The producer is one of the most crucial yet anonymous figures in all of music. In some songs, the producer is both the band leader and the band, yet his or her name is often unknown. Every other week, with Beat Construction, an extension of our column in the magazine, we aim to illuminate the role producers are playing in creating some of our favorite music. This week, we talk with Texas based Beautiful Lou. Check below for an interview, download Lou's EP and go ahead to the next page to check out a selection of some of his favorite tracks.

Download: Beautiful Lou, Thinks Your Beautiful Too EP

How did you get into hip-hop? Really it was breakdancing. Once I came to Dallas it was real big. It was around ’98, ’99. It was just breakdancing. I had liked rap and everything before then, but I started getting into the funk and other stuff, electro and what we were breakdancing to. From there, it led me to things I found I liked more, like Outkast, UGK and the shit you can ride around to. That’s what I was pretty much doing, riding around and smoking and shit.

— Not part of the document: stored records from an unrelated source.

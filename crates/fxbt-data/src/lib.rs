pub mod config;
pub mod csv_producer;
pub mod error;
pub mod sqlite_sink;

pub use config::{RunConfig, SymbolConfig};
pub use csv_producer::CsvTickProducer;
pub use error::{ConfigLoadError, ImportError, SinkError};
pub use sqlite_sink::SqliteTradeSink;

Why did you start producing? Mostly I would say east coast music, like RZA—and UGK were doing samples too—but there’s something about it. That little piece of music and being able to stretch it out and evoke an emotion just with that vocal sample. The first time I heard some RZA productions, like on 36 Chambers, and he was using little voices and stuff, to me it was almost like a little part of a movie. You can visualize that whole scene based off that little sample, from whatever record or whatever piece in time, and it just helps create that vibe. You always hear people talk about rap as cinematic, and it doesn’t necessarily have to be a big budget movie, which is what I think people associate it with, it could be a little piece of history that gets made into something else. You can really take something that sounds soft, like flutes and shit like that, that you wouldn’t necessarily associate with the kind of area that we’re around, but it really just fits. My thing was if you put enough bass behind it, anything goes. The rules get thrown out the door and people will start rapping. You could throw it behind the weirdest sample out there, but if you have a nice beat behind it they don’t care, they’ll go off. There’s no rules to it.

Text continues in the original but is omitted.